The developed methodology can incorporate structural analyses within either MATLAB or Abaqus. Three implementation schemes were presented and the applicability of each method was evaluated against CCNM and application requirements. A novel data-exchange method between Abaqus and LabView was presented which provides a significant enhancement compared with previously published methods for related hybrid tests; this development will enable the CCNM methodology to be adapted to study applications where timescale of triggering events is critical (e.g. dynamic/cyclic loading or applications involving clay). Results were presented from a CCNM test in the centrifuge which evaluated the effect of tunnelling on a framed building with a pile foundation using a computationally efficient 2D frame analysis in MATLAB. It was demonstrated that inaccurate and misleading outcomes can be obtained from ‘conventional’ constant load centrifuge tests compared with CCNM tests where pile loads are adjusted according to the response of the connected structure. It was concluded that previously published tunnel–pile interaction zones may be overly conservative as they do not include for the effect of pile load redistribution through a connected structure. It was demonstrated that the CCNM methodology can accommodate more rigorous (and time-consuming) FE analyses of structures and the implications of long simulation run times on CCNM performance was evaluated using the tunnel–building interaction analysis case.

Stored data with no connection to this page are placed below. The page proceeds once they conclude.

//! # Shared domain types
//!
//! Severity/category/risk enums used across the generators, the analysis
//! queue, and the event bus, plus score helpers. All public types are
//! serde-serializable so the observation API can expose them directly.

use serde::{Deserialize, Serialize};

/// Alert severity. Totally ordered so subscribers can filter on a floor.
#[derive(
    Debug, Clone, Copy, PartialEq, Eq, PartialOrd, Ord, Hash, Serialize, Deserialize,
)]
#[serde(rename_all = "lowercase")]
pub enum Severity {
    Info,
    Low,
    Medium,
    High,
    Critical,
}

impl Severity {
    /// The four levels a synthesized threat can carry (Info is reserved
    /// for housekeeping events).
    pub const THREAT_LEVELS: [Severity; 4] = [
        Severity::Low,
        Severity::Medium,
        Severity::High,
        Severity::Critical,
    ];
}

/// What kind of disinformation a threat alert describes.
#[derive(Debug, Clone, Copy, PartialEq, Eq, Hash, Serialize, Deserialize)]
#[serde(rename_all = "lowercase")]
pub enum ThreatCategory {
    Deepfake,
    Synthetic,
    Coordinated,
    Manipulation,
}

impl ThreatCategory {
    pub const ALL: [ThreatCategory; 4] = [
        ThreatCategory::Deepfake,
        ThreatCategory::Synthetic,
        ThreatCategory::Coordinated,
        ThreatCategory::Manipulation,
    ];
}

/// Media classification for submitted files.
#[derive(Debug, Clone, Copy, PartialEq, Eq, Hash, Serialize, Deserialize)]
#[serde(rename_all = "lowercase")]
pub enum MediaKind {
    Video,
    Audio,
    Image,
}

impl MediaKind {
    /// Classify from a MIME-like type string. Anything unrecognized is
    /// treated as an image.
    pub fn from_mime(mime: &str) -> Self {
        if mime.starts_with("video/") {
            MediaKind::Video
        } else if mime.starts_with("audio/") {
            MediaKind::Audio
        } else {
            MediaKind::Image
        }
    }

    /// Classify from a file extension (used by the CLI submission path).
    pub fn from_extension(ext: &str) -> Self {
        match ext.to_ascii_lowercase().as_str() {
            "mp4" | "mov" | "avi" | "mkv" | "webm" => MediaKind::Video,
            "mp3" | "wav" | "ogg" | "flac" | "m4a" => MediaKind::Audio,
            _ => MediaKind::Image,
        }
    }
}

/// Risk level of a social post, derived from its reality score.
#[derive(Debug, Clone, Copy, PartialEq, Eq, Hash, Serialize, Deserialize)]
#[serde(rename_all = "lowercase")]
pub enum RiskLevel {
    Low,
    Medium,
    High,
    Critical,
}

impl RiskLevel {
    /// Fixed thresholds: <40 critical, <60 high, <75 medium, else low.
    pub fn from_reality_score(score: u8) -> Self {
        if score < 40 {
            RiskLevel::Critical
        } else if score < 60 {
            RiskLevel::High
        } else if score < 75 {
            RiskLevel::Medium
        } else {
            RiskLevel::Low
        }
    }
}

/// A submitted file: only metadata, never content (no real inspection
/// happens anywhere in this system).
#[derive(Debug, Clone, Serialize, Deserialize)]
pub struct FileDescriptor {
    pub name: String,
    pub size_bytes: u64,
    pub media_kind: MediaKind,
}

/// Clamp a working score into [0,100] and floor to an integer.
pub fn clamp_score(raw: f64) -> u8 {
    raw.clamp(0.0, 100.0).floor() as u8
}

/// Human-readable verdict band for a reality score.
pub fn score_verdict(score: u8) -> &'static str {
    if score >= 80 {
        "Authentic"
    } else if score >= 60 {
        "Likely Real"
    } else if score >= 40 {
        "Suspicious"
    } else {
        "Likely Fake"
    }
}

The developed CCNM methodology can provide more realistic predictions of the response of buildings and foundations to tunnelling. Further testing and developments for the study of tunnel–building interactions are underway. In addition, the CCNM methodology has the potential to enhance centrifuge modelling capabilities in a range of other applications, which are currently being explored at the University of Nottingham.
Acknowledgements
This work was supported by the Engineering and Physical Sciences Research Council [grant number EP/K023020/1, 1296878].